One of my go-to sites is the Covid Tracking Project, which is a group of computer scientists that daily scrape and interpret the thousands of county health stats for testing and infection data. You might have noticed that for each state’s data summary they issue a letter grade for transparency. How they arrive at that grade is instructive, and we should all take a moment to understand the calculations. Even if our business isn’t involved in public health, it can help inform and improve our own transparency efforts.

Just look at some of the recent transparency disasters from last summer, when Facebook and Equifax couldn’t be trusted with showing the truth behind their numbers. We want to be more transparent, because that means we have the ability to create trust with our customers and partners. So let’s look at how the Covid Tracking Project assigns these grades to each state and US territory.

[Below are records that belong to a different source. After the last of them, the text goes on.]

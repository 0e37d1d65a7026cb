//! API differ
//!
//! Walks two [`ApiModel`]s and produces an ordered list of typed [`Change`]
//! records. The compatibility policy is directional and deliberately
//! asymmetric: taking something away from consumers is breaking, giving them
//! something new is not. The whole policy lives in one severity table,
//! [`ChangeKind::severity`].

use serde::{Deserialize, Serialize};
use std::fmt;

use crate::classify::SemVerType;
use crate::model::{ApiModel, ClassDescriptor};

mod annotations;
mod members;
mod resources;

pub(crate) use annotations::diff_annotations;

/// What kind of difference was detected
#[derive(Debug, Clone, Copy, Serialize, Deserialize, PartialEq, Eq, Hash)]
#[serde(rename_all = "snake_case")]
pub enum ChangeKind {
    ClassAdded,
    ClassRemoved,
    MemberAdded,
    MemberRemoved,
    VisibilityWidened,
    VisibilityNarrowed,
    AnnotationAdded,
    AnnotationRemoved,
    ImplementationChanged,
    ResourceAdded,
    ResourceRemoved,
    ResourceContentChanged,
}

impl ChangeKind {
    /// The severity table. Removals and narrowings break consumers (MAJOR),
    /// additions and widenings extend the contract (MINOR), everything that
    /// leaves the structural surface untouched is PATCH.
    pub const fn severity(self) -> SemVerType {
        match self {
            Self::ClassRemoved
            | Self::MemberRemoved
            | Self::VisibilityNarrowed
            | Self::AnnotationRemoved
            | Self::ResourceRemoved => SemVerType::Major,
            Self::ClassAdded
            | Self::MemberAdded
            | Self::VisibilityWidened
            | Self::AnnotationAdded => SemVerType::Minor,
            Self::ImplementationChanged | Self::ResourceAdded | Self::ResourceContentChanged => {
                SemVerType::Patch
            }
        }
    }
}

impl fmt::Display for ChangeKind {
    fn fmt(&self, f: &mut fmt::Formatter<'_>) -> fmt::Result {
        match self {
            Self::ClassAdded => write!(f, "Class added"),
            Self::ClassRemoved => write!(f, "Class removed"),
            Self::MemberAdded => write!(f, "Member added"),
            Self::MemberRemoved => write!(f, "Member removed"),
            Self::VisibilityWidened => write!(f, "Visibility widened"),
            Self::VisibilityNarrowed => write!(f, "Visibility narrowed"),
            Self::AnnotationAdded => write!(f, "Annotation added"),
            Self::AnnotationRemoved => write!(f, "Annotation removed"),
            Self::ImplementationChanged => write!(f, "Implementation changed"),
            Self::ResourceAdded => write!(f, "Resource added"),
            Self::ResourceRemoved => write!(f, "Resource removed"),
            Self::ResourceContentChanged => write!(f, "Resource content changed"),
        }
    }
}

/// Where a change was detected
#[derive(Debug, Clone, Serialize, Deserialize, PartialEq, Eq)]
#[serde(rename_all = "snake_case")]
pub enum Location {
    Class { class: String },
    Member { class: String, signature: String },
    Resource { path: String },
}

impl Location {
    /// The class name this location belongs to, if any
    pub fn class_name(&self) -> Option<&str> {
        match self {
            Self::Class { class } | Self::Member { class, .. } => Some(class),
            Self::Resource { .. } => None,
        }
    }

    /// The member signature at this location, if any
    pub fn member_signature(&self) -> Option<&str> {
        match self {
            Self::Member { signature, .. } => Some(signature),
            _ => None,
        }
    }
}

impl fmt::Display for Location {
    fn fmt(&self, f: &mut fmt::Formatter<'_>) -> fmt::Result {
        match self {
            Self::Class { class } => write!(f, "{class}"),
            Self::Member { class, signature } => write!(f, "{class}#{signature}"),
            Self::Resource { path } => write!(f, "{path}"),
        }
    }
}

/// One detected difference between two artifact versions
#[derive(Debug, Clone, Serialize, Deserialize, PartialEq, Eq)]
pub struct Change {
    pub kind: ChangeKind,
    pub location: Location,
    /// Annotation identity for annotation changes, so suppression rules can
    /// match it
    #[serde(skip_serializing_if = "Option::is_none")]
    pub annotation: Option<String>,
    /// Assigned at detection time from the severity table
    pub severity: SemVerType,
}

impl Change {
    pub fn new(kind: ChangeKind, location: Location) -> Self {
        Self {
            kind,
            location,
            annotation: None,
            severity: kind.severity(),
        }
    }

    pub fn with_annotation(kind: ChangeKind, location: Location, annotation: String) -> Self {
        Self {
            kind,
            location,
            annotation: Some(annotation),
            severity: kind.severity(),
        }
    }
}

/// How additions and removals outside the API-visible surface are reported
#[derive(Debug, Clone, Copy, Default, Serialize, Deserialize, PartialEq, Eq)]
#[serde(rename_all = "lowercase")]
pub enum HiddenChangePolicy {
    /// Record them as implementation changes (PATCH), keeping the report
    /// auditable
    #[default]
    Record,
    /// Treat them as invisible
    Ignore,
}

/// Knobs for a diff run, passed explicitly so independent checks can run
/// concurrently with different settings
#[derive(Debug, Clone, Copy, Default, Serialize, Deserialize, PartialEq, Eq)]
pub struct DiffOptions {
    pub hidden_changes: HiddenChangePolicy,
}

/// Compute the ordered difference between two API models.
///
/// Classes are visited in name order: first everything present in `original`
/// (removed or retained), then the additions, then the resources. Calling
/// this twice on the same inputs yields the identical list.
pub fn diff(original: &ApiModel, changed: &ApiModel, options: &DiffOptions) -> Vec<Change> {
    let mut changes = Vec::new();

    for (name, class) in &original.classes {
        match changed.classes.get(name) {
            Some(counterpart) => diff_retained_class(name, class, counterpart, options, &mut changes),
            None => diff_missing_class(name, class, ChangeKind::ClassRemoved, options, &mut changes),
        }
    }
    for (name, class) in &changed.classes {
        if !original.classes.contains_key(name) {
            diff_missing_class(name, class, ChangeKind::ClassAdded, options, &mut changes);
        }
    }

    resources::diff_resources(&original.resources, &changed.resources, &mut changes);
    changes
}

/// A class present on only one side: report it when API-visible, otherwise
/// apply the hidden-change policy.
fn diff_missing_class(
    name: &str,
    class: &ClassDescriptor,
    kind: ChangeKind,
    options: &DiffOptions,
    changes: &mut Vec<Change>,
) {
    let location = Location::Class {
        class: name.to_string(),
    };
    if class.visibility.is_api_visible() {
        changes.push(Change::new(kind, location));
    } else if options.hidden_changes == HiddenChangePolicy::Record {
        changes.push(Change::new(ChangeKind::ImplementationChanged, location));
    }
}

fn diff_retained_class(
    name: &str,
    original: &ClassDescriptor,
    changed: &ClassDescriptor,
    options: &DiffOptions,
    changes: &mut Vec<Change>,
) {
    let before = changes.len();
    let location = Location::Class {
        class: name.to_string(),
    };

    let was_visible = original.visibility.is_api_visible();
    let is_visible = changed.visibility.is_api_visible();
    if !was_visible && is_visible {
        changes.push(Change::new(ChangeKind::VisibilityWidened, location.clone()));
    } else if was_visible && !is_visible {
        changes.push(Change::new(ChangeKind::VisibilityNarrowed, location.clone()));
    }
    if was_visible || is_visible {
        diff_annotations(&original.annotations, &changed.annotations, &location, changes);
    }

    members::diff_members(name, &original.fields, &changed.fields, options, changes);
    members::diff_members(name, &original.methods, &changed.methods, options, changes);

    // Only the fingerprint is left to tell an implementation-only change
    // apart from no change at all.
    if changes.len() == before
        && original.implementation_fingerprint != changed.implementation_fingerprint
    {
        changes.push(Change::new(ChangeKind::ImplementationChanged, location));
    }
}
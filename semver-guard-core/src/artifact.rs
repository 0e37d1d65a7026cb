//! Archive collaborator
//!
//! Opens one artifact (a jar or any zip container), routes class entries to
//! the decoder and fingerprints everything else as a resource, producing the
//! [`ApiModel`] the engine consumes. Directory entries carry no content and
//! module descriptors are neither consumable API nor path-addressed
//! resources, so both are skipped.

use std::fs::File;
use std::io::Read;
use std::path::Path;

use crate::decode;
use crate::error::{CheckError, CheckResult};
use crate::model::{fingerprint_of, ApiModel};

/// Build the structural model of one artifact version.
pub fn load_artifact(path: &Path) -> CheckResult<ApiModel> {
    let display_path = path.display().to_string();
    let file = File::open(path).map_err(|source| CheckError::Io {
        path: display_path.clone(),
        source,
    })?;
    let mut archive =
        zip::ZipArchive::new(file).map_err(|error| archive_error(&display_path, error))?;

    let mut model = ApiModel::new();
    for index in 0..archive.len() {
        let mut entry = archive
            .by_index(index)
            .map_err(|error| archive_error(&display_path, error))?;
        if entry.is_dir() {
            continue;
        }
        let name = entry.name().to_string();
        let mut bytes = Vec::with_capacity(entry.size() as usize);
        entry.read_to_end(&mut bytes).map_err(|source| CheckError::Io {
            path: format!("{display_path}!{name}"),
            source,
        })?;

        if is_class_entry(&name) {
            if is_module_descriptor(&name) {
                tracing::debug!(entry = %name, "skipping module descriptor");
                continue;
            }
            let (class_name, descriptor) = decode::decode_class(&name, &bytes)?;
            model.add_class(class_name, descriptor);
        } else {
            model.add_resource(name, fingerprint_of(&bytes));
        }
    }

    tracing::debug!(
        artifact = %display_path,
        classes = model.classes.len(),
        resources = model.resources.len(),
        "artifact model built"
    );
    Ok(model)
}

fn is_class_entry(name: &str) -> bool {
    name.ends_with(".class")
}

fn is_module_descriptor(name: &str) -> bool {
    name == "module-info.class" || name.ends_with("/module-info.class")
}

fn archive_error(path: &str, error: zip::result::ZipError) -> CheckError {
    match error {
        zip::result::ZipError::Io(source) => CheckError::Io {
            path: path.to_string(),
            source,
        },
        other => CheckError::Decode {
            path: path.to_string(),
            reason: other.to_string(),
        },
    }
}
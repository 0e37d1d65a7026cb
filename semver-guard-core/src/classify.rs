//! Severity verdicts and the classification reduction

use serde::{Deserialize, Serialize};
use std::fmt;

use crate::diff::Change;

/// Required semantic-version bump, totally ordered
#[derive(Debug, Clone, Copy, Serialize, Deserialize, PartialEq, Eq, PartialOrd, Ord, Hash)]
#[serde(rename_all = "lowercase")]
pub enum SemVerType {
    None,
    Patch,
    Minor,
    Major,
}

impl fmt::Display for SemVerType {
    fn fmt(&self, f: &mut fmt::Formatter<'_>) -> fmt::Result {
        match self {
            Self::None => write!(f, "NONE"),
            Self::Patch => write!(f, "PATCH"),
            Self::Minor => write!(f, "MINOR"),
            Self::Major => write!(f, "MAJOR"),
        }
    }
}

/// Reduce a change list to the single verdict describing it.
///
/// Pure maximum over the per-change severities; an empty list means the two
/// versions are indistinguishable and yields [`SemVerType::None`]. There is
/// deliberately no short-circuiting: callers want the full change list for
/// diagnostics even though only the maximum decides the verdict.
pub fn classify(changes: &[Change]) -> SemVerType {
    changes
        .iter()
        .map(|change| change.severity)
        .max()
        .unwrap_or(SemVerType::None)
}
//! The diff & classification engine
//!
//! Composes differ, suppression, and classifier behind the single entry point
//! external callers use. The engine holds no hidden state: swapping original
//! and changed flips exactly what the directional rules flip, and running the
//! same check twice yields the identical report.

use serde::Serialize;
use std::path::Path;

use crate::artifact;
use crate::classify::{classify, SemVerType};
use crate::diff::{diff, Change, DiffOptions};
use crate::error::CheckResult;
use crate::model::ApiModel;
use crate::suppress::{suppress, SuppressionRules};

/// Verdict plus the surviving change list, for reporting
#[derive(Debug, Clone, Serialize)]
pub struct CheckReport {
    pub semver_type: SemVerType,
    pub changes: Vec<Change>,
}

/// Compatibility checker for one pair of artifact versions
pub struct SemVerChecker {
    original: ApiModel,
    changed: ApiModel,
    rules: SuppressionRules,
    options: DiffOptions,
}

impl SemVerChecker {
    /// Build a checker from already-materialized models.
    pub fn new(original: ApiModel, changed: ApiModel, rules: SuppressionRules) -> Self {
        Self {
            original,
            changed,
            rules,
            options: DiffOptions::default(),
        }
    }

    /// Build a checker by loading both artifacts from disk.
    pub fn from_paths(
        original: &Path,
        changed: &Path,
        rules: SuppressionRules,
    ) -> CheckResult<Self> {
        Ok(Self::new(
            artifact::load_artifact(original)?,
            artifact::load_artifact(changed)?,
            rules,
        ))
    }

    pub fn with_options(mut self, options: DiffOptions) -> Self {
        self.options = options;
        self
    }

    /// The minimum semantic-version bump honestly describing the change.
    pub fn determine_semver_type(&self) -> SemVerType {
        self.check().semver_type
    }

    /// Full report: verdict plus every change that survived suppression.
    pub fn check(&self) -> CheckReport {
        let detected = diff(&self.original, &self.changed, &self.options);
        let surviving = suppress(detected, &self.rules);
        let semver_type = classify(&surviving);
        tracing::debug!(
            changes = surviving.len(),
            verdict = %semver_type,
            "classified api difference"
        );
        CheckReport {
            semver_type,
            changes: surviving,
        }
    }
}
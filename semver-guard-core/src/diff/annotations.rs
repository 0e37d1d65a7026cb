//! Annotation diff, applied uniformly to classes and members
//!
//! The asymmetry is intentional: annotations are extra contractual
//! information a consumer may rely on (deprecation markers, nullability,
//! serialization hints). Adding information cannot break anyone; withdrawing
//! it can silently change consumer-visible guarantees, so removal is
//! classified as breaking.

use std::collections::BTreeSet;

use super::{Change, ChangeKind, Location};

/// Emit the symmetric difference of two annotation-name sets.
pub(crate) fn diff_annotations(
    original: &BTreeSet<String>,
    changed: &BTreeSet<String>,
    location: &Location,
    changes: &mut Vec<Change>,
) {
    for added in changed.difference(original) {
        changes.push(Change::with_annotation(
            ChangeKind::AnnotationAdded,
            location.clone(),
            added.clone(),
        ));
    }
    for removed in original.difference(changed) {
        changes.push(Change::with_annotation(
            ChangeKind::AnnotationRemoved,
            location.clone(),
            removed.clone(),
        ));
    }
}
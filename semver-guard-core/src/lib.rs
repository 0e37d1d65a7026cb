// Copyright 2025 Kindly Software Inc.
//
// Licensed under the Apache License, Version 2.0 (the "License");
// you may not use this file except in compliance with the License.
// You may obtain a copy of the License at
//
//     http://www.apache.org/licenses/LICENSE-2.0
//
// Unless required by applicable law or agreed to in writing, software
// distributed under the License is distributed on an "AS IS" BASIS,
// WITHOUT WARRANTIES OR CONDITIONS OF ANY KIND, either express or implied.
// See the License for the specific language governing permissions and
// limitations under the License.
//! `SemverGuard` core library
//!
//! Inspects two versions of a compiled JVM artifact and determines the
//! minimum semantic-version bump (PATCH, MINOR, MAJOR) that honestly
//! describes the difference in their public API surface. Exposes the engine
//! for use by the CLI and build tooling.

pub mod artifact;
pub mod classify;
pub mod config;
pub mod decode;
pub mod diff;
pub mod engine;
pub mod error;
pub mod model;
pub mod suppress;

pub use classify::{classify, SemVerType};
pub use config::Configuration;
pub use diff::{diff, Change, ChangeKind, DiffOptions, HiddenChangePolicy, Location};
pub use engine::{CheckReport, SemVerChecker};
pub use error::{CheckError, CheckResult};
pub use model::{
    ApiModel, ClassDescriptor, ClassKind, Fingerprint, MemberDescriptor, Visibility,
};
pub use suppress::{suppress, SuppressionRules};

Their transparency grade uses16 different metrics. These include factors such as: is the state’s official health website the best data source and consistently updated? Does the state report patient outcomes, such as how many patients are on ventilators? Does the state break down the demographics into ethnicities, race and pre-existing ill patients? How about total hospital capacity for the state? For each metric, the data quality can vary and the details matter. For example: some states just report positive tests and deaths. For some states, you have no way of knowing how many negative tests were obtained, or how many of those who tested positive then went on to consume an ICU or ER bed or other hospital resources.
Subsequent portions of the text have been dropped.